Turkey’s chief prosecutor asked the constitutional court in March to disband the AKP and bar Recep Tayyip Erdogan, the Turkish prime minister, along with 70 other party members from joining the political party for five years.

Abdullah Gul, the Turkish president, is also on the prosecutor’s list.

Erdogan told The Hurriyet, a Turkish daily: “The Turkish Republic is our firmament. 

“The column that supports it is union and unity; if it collapses, we will all be trapped underneath,” he said.

Odd coincidence

Speaking to Al Jazeera on Monday, Ilnur Cevik, editor-in-chief of the New Anatolan daily, noted that the bombings “coincide with a court case against ultra-nationalists in Turkey”.

“We hope there isn’t a link but there seems to be a very big chaotic atmosphere in Turkey,” he said.
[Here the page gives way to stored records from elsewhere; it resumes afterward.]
//! Repeated runs against the same database

use crate::support::{mount_item, mount_listing, test_config};
use listing_harvest::crawler::crawl;
use listing_harvest::storage::{open_storage, DiscoveryCache, RecordRepository, SessionStore};
use listing_harvest::SessionStatus;
use std::path::Path;
use tempfile::TempDir;
use tokio::sync::watch;
use wiremock::MockServer;

async fn mount_site(server: &MockServer) {
    mount_listing(server, 1, &[1, 2, 3], true).await;
    mount_listing(server, 2, &[4], false).await;
    for n in 1..=4 {
        mount_item(server, n).await;
    }
}

#[tokio::test]
async fn test_second_run_reuses_discovery_cache() {
    let server = MockServer::start().await;
    let dir = TempDir::new().unwrap();
    mount_site(&server).await;

    let config = test_config(&server, &dir);
    let db_path = config.output.database_path.clone();

    let (_tx, rx) = watch::channel(false);
    let first = crawl(config.clone(), "hash", rx).await.unwrap();
    assert_eq!(first.pages_walked, 2);
    assert_eq!(first.counters.new, 4);

    let (_tx, rx) = watch::channel(false);
    let second = crawl(config, "hash", rx).await.unwrap();
    assert_eq!(second.status, SessionStatus::Completed);
    assert_eq!(second.pages_walked, 0);
    assert_eq!(second.counters.found, 0);

    // Each listing page was requested by the first run only
    let listing_requests = server
        .received_requests()
        .await
        .unwrap()
        .into_iter()
        .filter(|r| r.url.path() == "/search/lisbon")
        .count();
    assert_eq!(listing_requests, 2);

    let storage = open_storage(Path::new(&db_path)).unwrap();
    assert_eq!(storage.count_records("lisbon").unwrap(), 4);
    assert_eq!(storage.get_stats("lisbon").unwrap().total, 4);
    assert_eq!(storage.recent_sessions(10).unwrap().len(), 2);
}

#[tokio::test]
async fn test_item_budget_run_is_finished_by_next_run() {
    let server = MockServer::start().await;
    let dir = TempDir::new().unwrap();
    mount_site(&server).await;

    let mut config = test_config(&server, &dir);
    let db_path = config.output.database_path.clone();

    config.crawl.max_items = Some(3);
    let (_tx, rx) = watch::channel(false);
    let first = crawl(config.clone(), "hash", rx).await.unwrap();
    assert_eq!(first.counters.found, 3);
    assert_eq!(first.counters.new, 3);

    {
        let storage = open_storage(Path::new(&db_path)).unwrap();
        assert_eq!(storage.get_stats("lisbon").unwrap().pending(), 1);
    }

    config.crawl.max_items = None;
    let (_tx, rx) = watch::channel(false);
    let second = crawl(config, "hash", rx).await.unwrap();
    assert_eq!(second.counters.found, 1);
    assert_eq!(second.counters.new, 1);

    let storage = open_storage(Path::new(&db_path)).unwrap();
    let stats = storage.get_stats("lisbon").unwrap();
    assert_eq!(stats.pending(), 0);
    assert_eq!(stats.successful, 4);
    assert_eq!(storage.count_records("lisbon").unwrap(), 4);
}

#[tokio::test]
async fn test_recrawl_after_clearing_cache_updates_records() {
    let server = MockServer::start().await;
    let dir = TempDir::new().unwrap();
    mount_site(&server).await;

    let mut config = test_config(&server, &dir);
    let db_path = config.output.database_path.clone();

    let (_tx, rx) = watch::channel(false);
    crawl(config.clone(), "hash", rx).await.unwrap();

    {
        let mut storage = open_storage(Path::new(&db_path)).unwrap();
        assert_eq!(storage.clear_cache("lisbon").unwrap(), 4);
        assert_eq!(storage.get_stats("lisbon").unwrap().total, 0);
    }

    // Stored records alone would resume discovery at page 2
    config.crawl.start_page = Some(1);
    let (_tx, rx) = watch::channel(false);
    let again = crawl(config, "hash", rx).await.unwrap();
    assert_eq!(again.pages_walked, 2);
    assert_eq!(again.counters.new, 0);
    assert_eq!(again.counters.updated, 4);

    let storage = open_storage(Path::new(&db_path)).unwrap();
    assert_eq!(storage.count_records("lisbon").unwrap(), 4);
}

#[tokio::test]
async fn test_shutdown_before_start_interrupts_run() {
    let server = MockServer::start().await;
    let dir = TempDir::new().unwrap();
    mount_site(&server).await;

    let config = test_config(&server, &dir);
    let db_path = config.output.database_path.clone();

    let (tx, rx) = watch::channel(false);
    tx.send(true).unwrap();
    let summary = crawl(config, "hash", rx).await.unwrap();

    assert_eq!(summary.status, SessionStatus::Interrupted);
    assert_eq!(summary.counters.new, 0);

    let storage = open_storage(Path::new(&db_path)).unwrap();
    let session = storage.get_session(summary.session_id).unwrap();
    assert_eq!(session.status, SessionStatus::Interrupted);
}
Referring to the alleged coup attempt by “far-right activists”, the indictment for which is due out on Friday, Cevik said that all these different issues “seem to be related one way or another” and that the people involved aspire to “disrupt Turkey”.

He said that even though the AKP may attempt to use these attacks to its advantage in the court, the judges will see “the court case on its own merits”.

Fault line

The case against the AKP highlights the political rift between Turkey’s secularist circles, mostly active in the judiciary, military and academia, and the ruling party, whose many members are devout Muslims with ties to the country’s Islamist movement.

The AKP and the secularist opposition were locked last year in a dispute over who should be Turkey’s president, a largely symbolic post. However, the AKP won that round by easily winning a quick election.

The party later attempted to lift a decades-old ban on the wearing of headscarves at universities, but the top court overturned the bill, saying it was anti-secularist.

Dozen parties banned

Abdurrahman Yalcinkaya, the chief prosecutor, cites the headscarf bill as proof that the government is trying to scrap secularist principles enshrined in the constitution.

The court has banned two dozen political parties since it was established in 1963.

Observers say outlawing the party could plunge Turkey into political chaos, affect membership talks with the European Union, and hit the economy at a time of global financial jitters and rising energy prices.

Shutting down the AKP could force quick elections and unsettle markets as well as damage ties with the European Union.